From AI Knowledge Base to RAG

When building AI applications, there is the problem of “AI not having seen the data in the task.” For example, for enterprises, AI cannot grasp the information of every customer; for individuals, AI is not well aware of some personal information and privacy information. Even if AI is very capable (the ideal world model is no exception), without data for specific tasks, it loses the ability to “analyze specific problems specifically.”

1 What is RAG

Improving the accuracy and reliability of generative AI models by retrieving external information is Retrieval-Augmented Generation (Retrieval-Augmented Generation). If the process of a large language model (LLM) completing a task is compared to an exam, then a large model with RAG is equivalent to an open-book exam, while without RAG, it is like a closed-book exam. RAG is a technology that helps LLMs retrieve information to improve generation results.
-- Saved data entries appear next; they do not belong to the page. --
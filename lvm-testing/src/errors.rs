use thiserror::Error;

/// Errors raised while arranging a lab, before any binding call is made
#[derive(Debug, Error, PartialEq, Eq)]
pub enum LabError {
    #[error("device not found in lab: {device}")]
    DeviceNotFound { device: String },
    #[error("device {device} already belongs to volume group '{vg}'")]
    DeviceInUse { device: String, vg: String },
    #[error("device {device} is too small for a physical volume")]
    DeviceTooSmall { device: String },
    #[error("volume group not found in lab: {name}")]
    VgNotFound { name: String },
    #[error("logical volume not found in lab: {vg}/{name}")]
    LvNotFound { vg: String, name: String },
    #[error("'{name}' already exists")]
    AlreadyExists { name: String },
    #[error("insufficient space in '{vg}': {needed} extents needed, {free} free")]
    InsufficientSpace { vg: String, needed: u64, free: u64 },
}

pub type Result<T> = std::result::Result<T, LabError>;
RAG was first proposed by Patrick Lewis and others in this paper, and the company they worked for is Cohere, which currently provides API services including Embedding and Rerank models with good performance.

2 Why RAG is needed

The emergence of RAG is to solve some problems and deficiencies of large language models in applications. The most prominent point is the hallucination problem of large models, where the output of large models does not match facts or fabricates some answers. Also, the data used to train LLMs may be outdated, and LLMs know nothing about relatively new information.
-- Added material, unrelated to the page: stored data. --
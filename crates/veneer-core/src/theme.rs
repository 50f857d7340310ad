//! Theme and text-measurement collaborators.
//!
//! The theme is a role-indexed palette and font set; skins never hard-code
//! colors, they resolve a [`ColorRole`] / [`FontRole`] when their style
//! store seeds its defaults. Real text shaping lives outside this crate;
//! [`TextRuler`] is the seam, with [`MonospaceRuler`] as the deterministic
//! stand-in used by tests.

use unicode_segmentation::UnicodeSegmentation;

use crate::Color;

#[derive(Clone, Copy, Debug, PartialEq, Eq, Hash)]
pub enum ColorRole {
    WindowBackground,
    Surface,
    OnSurface,
    Primary,
    OnPrimary,
    Outline,
    Focus,
    ButtonBg,
    ButtonBgHover,
    ButtonBgPressed,
    ScrollTrack,
    ScrollHandle,
    ScrollHandleHover,
    ScrollHandlePressed,
    TitleActive,
    TitleActiveFade,
    TitleInactive,
    TitleText,
    SelectionBg,
    SelectionFg,
    HoverBg,
    DisabledFg,
    Separator,
    HeaderBg,
    Caret,
}

#[derive(Clone, Copy, Debug, PartialEq, Eq, Hash)]
pub enum FontRole {
    Base,
    Title,
    Header,
}

#[derive(Clone, Debug, PartialEq)]
#[cfg_attr(feature = "serde", derive(serde::Serialize, serde::Deserialize))]
pub struct FontSpec {
    pub family: String,
    pub size: f32,
    pub bold: bool,
}

impl FontSpec {
    pub fn new(family: impl Into<String>, size: f32) -> Self {
        Self {
            family: family.into(),
            size,
            bold: false,
        }
    }

    pub fn bold(mut self) -> Self {
        self.bold = true;
        self
    }

    /// Parses `"family size"` or `"family size bold"`.
    pub fn parse(text: &str) -> Option<FontSpec> {
        let mut parts = text.split_whitespace().rev();
        let mut tail = parts.next()?;
        let bold = tail.eq_ignore_ascii_case("bold");
        if bold {
            tail = parts.next()?;
        }
        let size: f32 = tail.parse().ok()?;
        if size <= 0.0 {
            return None;
        }
        let family: Vec<&str> = parts.rev().collect();
        if family.is_empty() {
            return None;
        }
        Some(FontSpec {
            family: family.join(" "),
            size,
            bold,
        })
    }
}

/// Role-indexed colors and fonts. Field set follows what the stock skins
/// need; hosts swap the whole theme rather than individual entries.
#[derive(Clone, Debug)]
pub struct Theme {
    pub window_background: Color,
    pub surface: Color,
    pub on_surface: Color,
    pub primary: Color,
    pub on_primary: Color,
    pub outline: Color,
    pub focus: Color,
    pub button_bg: Color,
    pub button_bg_hover: Color,
    pub button_bg_pressed: Color,
    pub scroll_track: Color,
    pub scroll_handle: Color,
    pub scroll_handle_hover: Color,
    pub scroll_handle_pressed: Color,
    pub title_active: Color,
    pub title_active_fade: Color,
    pub title_inactive: Color,
    pub title_text: Color,
    pub selection_bg: Color,
    pub selection_fg: Color,
    pub hover_bg: Color,
    pub disabled_fg: Color,
    pub separator: Color,
    pub header_bg: Color,
    pub caret: Color,

    pub base_font: FontSpec,
    pub title_font: FontSpec,
    pub header_font: FontSpec,
}

impl Default for Theme {
    fn default() -> Self {
        Self {
            window_background: Color::from_hex("#121212"),
            surface: Color::from_hex("#1E1E1E"),
            on_surface: Color::from_hex("#DDDDDD"),
            primary: Color::from_hex("#34AF82"),
            on_primary: Color::WHITE,
            outline: Color::from_hex("#555555"),
            focus: Color::from_hex("#88CCFF"),
            button_bg: Color::from_hex("#2D2D2D"),
            button_bg_hover: Color::from_hex("#3A3A3A"),
            button_bg_pressed: Color::from_hex("#484848"),
            scroll_track: Color(0xDD, 0xDD, 0xDD, 32),
            scroll_handle: Color(0xDD, 0xDD, 0xDD, 140),
            scroll_handle_hover: Color(0xDD, 0xDD, 0xDD, 180),
            scroll_handle_pressed: Color(0xDD, 0xDD, 0xDD, 220),
            title_active: Color::from_hex("#2B4A6F"),
            title_active_fade: Color::from_hex("#1A2C44"),
            title_inactive: Color::from_hex("#2A2A2A"),
            title_text: Color::from_hex("#EEEEEE"),
            selection_bg: Color::from_hex("#34AF82"),
            selection_fg: Color::WHITE,
            hover_bg: Color::from_hex("#2E3B36"),
            disabled_fg: Color::from_hex("#777777"),
            separator: Color::from_hex("#3C3C3C"),
            header_bg: Color::from_hex("#262626"),
            caret: Color::from_hex("#DDDDDD"),
            base_font: FontSpec::new("Sans", 13.0),
            title_font: FontSpec::new("Sans", 13.0).bold(),
            header_font: FontSpec::new("Sans", 12.0).bold(),
        }
    }
}

impl Theme {
    pub fn color(&self, role: ColorRole) -> Color {
        match role {
            ColorRole::WindowBackground => self.window_background,
            ColorRole::Surface => self.surface,
            ColorRole::OnSurface => self.on_surface,
            ColorRole::Primary => self.primary,
            ColorRole::OnPrimary => self.on_primary,
            ColorRole::Outline => self.outline,
            ColorRole::Focus => self.focus,
            ColorRole::ButtonBg => self.button_bg,
            ColorRole::ButtonBgHover => self.button_bg_hover,
            ColorRole::ButtonBgPressed => self.button_bg_pressed,
            ColorRole::ScrollTrack => self.scroll_track,
            ColorRole::ScrollHandle => self.scroll_handle,
            ColorRole::ScrollHandleHover => self.scroll_handle_hover,
            ColorRole::ScrollHandlePressed => self.scroll_handle_pressed,
            ColorRole::TitleActive => self.title_active,
            ColorRole::TitleActiveFade => self.title_active_fade,
            ColorRole::TitleInactive => self.title_inactive,
            ColorRole::TitleText => self.title_text,
            ColorRole::SelectionBg => self.selection_bg,
            ColorRole::SelectionFg => self.selection_fg,
            ColorRole::HoverBg => self.hover_bg,
            ColorRole::DisabledFg => self.disabled_fg,
            ColorRole::Separator => self.separator,
            ColorRole::HeaderBg => self.header_bg,
            ColorRole::Caret => self.caret,
        }
    }

    pub fn font(&self, role: FontRole) -> FontSpec {
        match role {
            FontRole::Base => self.base_font.clone(),
            FontRole::Title => self.title_font.clone(),
            FontRole::Header => self.header_font.clone(),
        }
    }
}

/// Text measurement seam. `positions` returns the cumulative advance at each
/// grapheme boundary: `positions.len() == graphemes + 1`, `positions[0] == 0`
/// and the last entry is the full advance.
pub trait TextRuler {
    fn positions(&self, text: &str, font: &FontSpec) -> Vec<f32>;
    fn line_height(&self, font: &FontSpec) -> f32;

    fn advance(&self, text: &str, font: &FontSpec) -> f32 {
        *self
            .positions(text, font)
            .last()
            .expect("positions always contains at least the origin")
    }
}

/// Fixed-advance ruler: every grapheme is `aspect * font.size` wide.
#[derive(Clone, Copy, Debug)]
pub struct MonospaceRuler {
    pub aspect: f32,
}

impl Default for MonospaceRuler {
    fn default() -> Self {
        Self { aspect: 0.6 }
    }
}

impl TextRuler for MonospaceRuler {
    fn positions(&self, text: &str, font: &FontSpec) -> Vec<f32> {
        let step = self.aspect * font.size;
        let mut out = Vec::with_capacity(text.len() + 1);
        out.push(0.0);
        let mut x = 0.0;
        for _ in text.graphemes(true) {
            x += step;
            out.push(x);
        }
        out
    }

    fn line_height(&self, font: &FontSpec) -> f32 {
        (font.size * 1.4).ceil()
    }
}

/// Byte offsets of each grapheme boundary; parallel to
/// [`TextRuler::positions`] (last entry is `text.len()`).
pub fn grapheme_offsets(text: &str) -> Vec<usize> {
    let mut out: Vec<usize> = text.grapheme_indices(true).map(|(i, _)| i).collect();
    out.push(text.len());
    out
}

#[cfg(test)]
mod tests {
    use super::*;

    #[test]
    fn font_parse() {
        assert_eq!(
            FontSpec::parse("Sans 13"),
            Some(FontSpec::new("Sans", 13.0))
        );
        assert_eq!(
            FontSpec::parse("DejaVu Sans 12 bold"),
            Some(FontSpec::new("DejaVu Sans", 12.0).bold())
        );
        assert_eq!(FontSpec::parse("13"), None);
        assert_eq!(FontSpec::parse("Sans zero"), None);
        assert_eq!(FontSpec::parse("Sans -4"), None);
    }

    #[test]
    fn monospace_positions_count_graphemes() {
        let ruler = MonospaceRuler::default();
        let font = FontSpec::new("Mono", 10.0);
        // thumbs-up + skin tone is one grapheme
        let text = "A\u{1F44D}\u{1F3FD}B";
        let pos = ruler.positions(text, &font);
        assert_eq!(pos.len(), 4);
        assert_eq!(pos[0], 0.0);
        assert_eq!(ruler.advance(text, &font), 18.0);

        let offs = grapheme_offsets(text);
        assert_eq!(offs.len(), 4);
        assert_eq!(*offs.last().unwrap(), text.len());
    }
}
RAG allows LLMs to access the latest or customized information and allows users to verify the information sources of LLMs to ensure their accuracy. The data retrieved by RAG can be public (such as search engines) or private (such as company information, personal sensitive data), which gives RAG broad application prospects. RAG is already widely used, such as Nvidia’s NeMo Retriever reading internal company information, and Kimi Chat from the Dark Side of the Moon using search engines to answer questions.
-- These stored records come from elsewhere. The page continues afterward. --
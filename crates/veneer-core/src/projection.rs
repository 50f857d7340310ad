//! Visible-row projection over a lazily loaded tree.
//!
//! Tree and list skins never walk their data model during paint. They keep
//! a [`VisibleRows`]: a flattened, depth-first, parents-before-children
//! sequence of the rows that are currently eligible for rendering (every
//! ancestor expanded; the root is implicitly expanded and never shown
//! itself). Each edit produces a minimal [`RowPatch`] so the skin can turn
//! it into an equally minimal repaint region instead of redrawing the world.
//!
//! Nodes are loaded from the model on first need and kept after a collapse,
//! so re-expanding a branch is instant and remembers which descendants were
//! expanded.

use std::cell::{Cell, RefCell};
use std::rc::Rc;

use slotmap::{SlotMap, new_key_type};
use smallvec::{SmallVec, smallvec};

new_key_type! {
    pub struct NodeKey;
}

bitflags::bitflags! {
    #[derive(Clone, Copy, Debug, PartialEq, Eq)]
    pub struct NodeFlags: u8 {
        const SELECTED = 1;
        const HIGHLIGHTED = 2;
        const DISABLED = 4;
        // structural bits; only expand/collapse and loading touch these
        const EXPANDED = 8;
        const BRANCH = 16;
        const LOADED = 32;
    }
}

/// Row payload: a stable identity plus the text the renderer shows. Models
/// with richer values key them off `id`.
#[derive(Clone, Debug, PartialEq, Eq)]
pub struct TreeItem {
    pub id: u64,
    pub text: String,
}

impl TreeItem {
    pub fn new(id: u64, text: impl Into<String>) -> Self {
        Self {
            id,
            text: text.into(),
        }
    }
}

/// Read-side adapter over the host's hierarchical data. The projection pulls
/// items lazily; the host reports edits through the `VisibleRows` ops after
/// mutating the model.
pub trait TreeModel {
    fn root(&self) -> TreeItem;
    fn is_branch(&self, item: &TreeItem) -> bool;
    fn child_count(&self, parent: &TreeItem) -> usize;
    fn child(&self, parent: &TreeItem, index: usize) -> TreeItem;

    /// Identity comparison: same node, possibly with mutated content.
    fn same_item(&self, a: &TreeItem, b: &TreeItem) -> bool {
        a.id == b.id
    }
}

/// Minimal description of how one edit changed the visible sequence.
#[derive(Clone, Copy, Debug, PartialEq, Eq)]
pub enum RowPatch {
    Inserted { row: usize, len: usize },
    Removed { row: usize, len: usize },
    Updated { row: usize },
    Reset,
}

pub type Patches = SmallVec<[RowPatch; 2]>;

struct Node {
    parent: Option<NodeKey>,
    depth: u16,
    item: TreeItem,
    flags: NodeFlags,
    children: Vec<NodeKey>,
}

#[derive(Clone, Copy)]
pub struct Row<'a> {
    pub key: NodeKey,
    pub depth: u16,
    pub flags: NodeFlags,
    pub item: &'a TreeItem,
}

impl Row<'_> {
    pub fn is_branch(&self) -> bool {
        self.flags.contains(NodeFlags::BRANCH)
    }

    pub fn is_expanded(&self) -> bool {
        self.flags.contains(NodeFlags::EXPANDED)
    }
}

pub struct VisibleRows {
    model: Rc<dyn TreeModel>,
    arena: SlotMap<NodeKey, Node>,
    root: NodeKey,
    visible: Vec<NodeKey>,
}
Huang Renxun introducing NeMo Retriever at GTC2024
Huang Renxun introducing NeMo Retriever at GTC2024

3 Knowledge Base Built Around RAG

AI knowledge bases are important tools that allow AI to “tailor to fit.” By helping AI better complete tasks through knowledge bases, the current construction of AI knowledge bases can be done in the following three ways:

  • Prompt Engineering
  • Fine Tuning
  • Embedding

Prompt engineering is to directly build a knowledge base in the prompt, putting all the information into the prompt. This method is suitable for small-scale use, but the number of tokens that current AI models can input basically cannot meet this implementation method. In fact, even as AI develops, one day when AI’s input window is large enough to accommodate a general knowledge base, building a knowledge base will still have its value. Because the length of the input content will affect AI’s performance (at least the current models are like this), you can check Needle In A Haystack - Pressure Testing LLMs for details.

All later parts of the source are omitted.